I was 14 in 1968 and one of the horrors of my teenage years was Enoch Powell. For a mixed-race kid, this stiff ex-colonial zealot – with his obscene, grand guignol talk of whips, blood, excreta, urination and wide-eyed piccaninnies – was a monstrous, scary bogeyman. I remember his name being whispered by my uncles for fear I would overhear.

I grew up near Biggin Hill airfield in Kent, in the shadow of the second world war. We walked past bomb sites everyday. My grandmother had been a “fire watcher” and talked about the terror of the nightly Luftwaffe raids. With his stern prophet’s nostalgia, bulging eyes and military moustache, Powell reminded us of Hitler, and the pathology of his increasing number of followers soon became as disquieting as his pronouncements. At school, Powell’s name soon become one terrifying word – Enoch. As well as being an insult, it began to be used with elation. “Enoch will deal with you lot,” and, “Enoch will soon be knocking on your door, pal.” “Knock, knock, it’s Enoch,” people would say as they passed. Neighbours in the London suburbs began to state with some defiance: “Our family is with Enoch.” More skinheads appeared.

It was said, after Powell mooted the idea for a Ministry of Repatriation, that we “offspring”, as he called the children of immgrants, would be sent away. “A policy of assisting repatriation by payment of fares and grants is part of the official policy of the Conservative party,” he stated in 1968. Sometimes, idly, I wondered how I might like it in India or Pakistan, where I’d never been, and whether I’d be welcomed. But others said that if we were born here, as I was, it would be only our parents who would be sent back. We would, then, have to fend for ourselves, and I imagined a parentless pack of us unwanted mongrels, hunting for food in the nearby woods.

Repatriation, Powell said, “would help to achieve with minimum friction what must surely be the object of everyone – to prevent, so far as that is still possible, a major racial problem in the Britain of AD2000.” It was clear: if Britain had lost an empire and not yet recovered from the war, our added presence would only cause more strife – homelessness, joblessness, prostitution and drug addiction. Soon the indigenous whites would be a “persecuted minority” or “strangers” in their own country. It would be our turn, presumably, to do the persecuting.
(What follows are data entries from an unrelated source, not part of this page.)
//! Streaming protocol types and transport contracts

use async_trait::async_trait;
use serde::{Deserialize, Serialize};
use serde_json::Value;

use crate::error::StreamResult;

/// Lifecycle of a streaming connection
#[derive(Debug, Clone, Copy, PartialEq, Eq, Serialize, Deserialize)]
#[serde(rename_all = "snake_case")]
pub enum ConnectionState {
    Disconnected,
    Connecting,
    Connected,
    Reconnecting,
    /// Reconnect attempts exhausted; terminal for this connection instance
    Failed,
}

impl Default for ConnectionState {
    fn default() -> Self {
        ConnectionState::Disconnected
    }
}

/// Kind of a subscription control message
#[derive(Debug, Clone, Copy, PartialEq, Eq, Serialize, Deserialize)]
#[serde(rename_all = "lowercase")]
pub enum ControlKind {
    Subscribe,
    Unsubscribe,
}

/// Subscribe/unsubscribe request sent over the stream
#[derive(Debug, Clone, PartialEq, Eq, Serialize, Deserialize)]
pub struct ControlMessage {
    #[serde(rename = "type")]
    pub kind: ControlKind,
    pub channel: String,
    pub market: String,
}

impl ControlMessage {
    pub fn subscribe(channel: impl Into<String>) -> Self {
        Self {
            kind: ControlKind::Subscribe,
            channel: channel.into(),
            market: "all".to_string(),
        }
    }

    pub fn unsubscribe(channel: impl Into<String>) -> Self {
        Self {
            kind: ControlKind::Unsubscribe,
            channel: channel.into(),
            market: "all".to_string(),
        }
    }
}

/// A structured inbound event
#[derive(Debug, Clone, PartialEq)]
pub struct StreamEvent {
    pub event_type: String,
    pub payload: Value,
}

impl StreamEvent {
    /// Read the declared type from `type`, falling back to `event_type`.
    /// Returns `None` for payloads that are not objects or carry no type.
    pub fn from_value(payload: Value) -> Option<Self> {
        let event_type = payload
            .get("type")
            .or_else(|| payload.get("event_type"))
            .and_then(Value::as_str)?
            .to_string();

        Some(Self {
            event_type,
            payload,
        })
    }

    /// Market id or condition id the event refers to, if any
    pub fn market(&self) -> Option<&str> {
        self.payload.get("market").and_then(Value::as_str)
    }

    /// Outcome token the event refers to, if any
    pub fn asset_id(&self) -> Option<&str> {
        self.payload
            .get("asset_id")
            .or_else(|| self.payload.get("token_id"))
            .and_then(Value::as_str)
    }

    /// Event timestamp as sent by the venue, stringified
    pub fn timestamp(&self) -> Option<String> {
        match self.payload.get("timestamp")? {
            Value::String(s) => Some(s.clone()),
            Value::Number(n) => Some(n.to_string()),
            _ => None,
        }
    }
}

/// Write half of a streaming transport
#[async_trait]
pub trait TransportSink: Send {
    async fn send(&mut self, text: String) -> StreamResult<()>;

    async fn close(&mut self) -> StreamResult<()>;
}

/// Read half of a streaming transport
#[async_trait]
pub trait TransportSource: Send {
    /// Next text message; `Ok(None)` once the peer has closed the stream
    async fn recv(&mut self) -> StreamResult<Option<String>>;
}

/// Opens streaming transports
#[async_trait]
pub trait StreamConnector: Send + Sync {
    async fn connect(
        &self,
        url: &str,
    ) -> StreamResult<(Box<dyn TransportSink>, Box<dyn TransportSource>)>;
}

#[cfg(test)]
mod tests {
    use super::*;
    use serde_json::json;

    #[test]
    fn test_control_message_wire_format() {
        let json = serde_json::to_value(ControlMessage::subscribe("l2_book")).unwrap();
        assert_eq!(
            json,
            json!({"type": "subscribe", "channel": "l2_book", "market": "all"})
        );

        let json = serde_json::to_value(ControlMessage::unsubscribe("trades")).unwrap();
        assert_eq!(json["type"], "unsubscribe");
    }

    #[test]
    fn test_event_type_fallback() {
        let event = StreamEvent::from_value(json!({"event_type": "book", "asset_id": "t1"})).unwrap();
        assert_eq!(event.event_type, "book");
        assert_eq!(event.asset_id(), Some("t1"));

        assert!(StreamEvent::from_value(json!({"price": "0.5"})).is_none());
        assert!(StreamEvent::from_value(json!("PONG")).is_none());
    }

    #[test]
    fn test_timestamp_accepts_numbers() {
        let event = StreamEvent::from_value(json!({"type": "trades", "timestamp": 1700000000123u64})).unwrap();
        assert_eq!(event.timestamp().as_deref(), Some("1700000000123"));
    }
}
The influence of Powell, this ghost of the empire, was not negligible; he moved British politics to the right and set the agenda we address today. It’s impossible not to summon his ghost now that immigration is once again the subject of national debate. Politicians attack minorities when they want to impress the public with their toughness as “truth-tellers”. And Powell’s influence extended far. In 1976 – the year before the Clash’s “White Riot” – and eight years after Powell’s major speeches, one of my heroes, Eric Clapton, ordered an audience to vote for Powell to prevent Britain becoming a “black colony”. Clapton said that, “Britain should get the wogs out, get the coons out,” before repeatedly shouting the National Front slogan “Keep Britain White”.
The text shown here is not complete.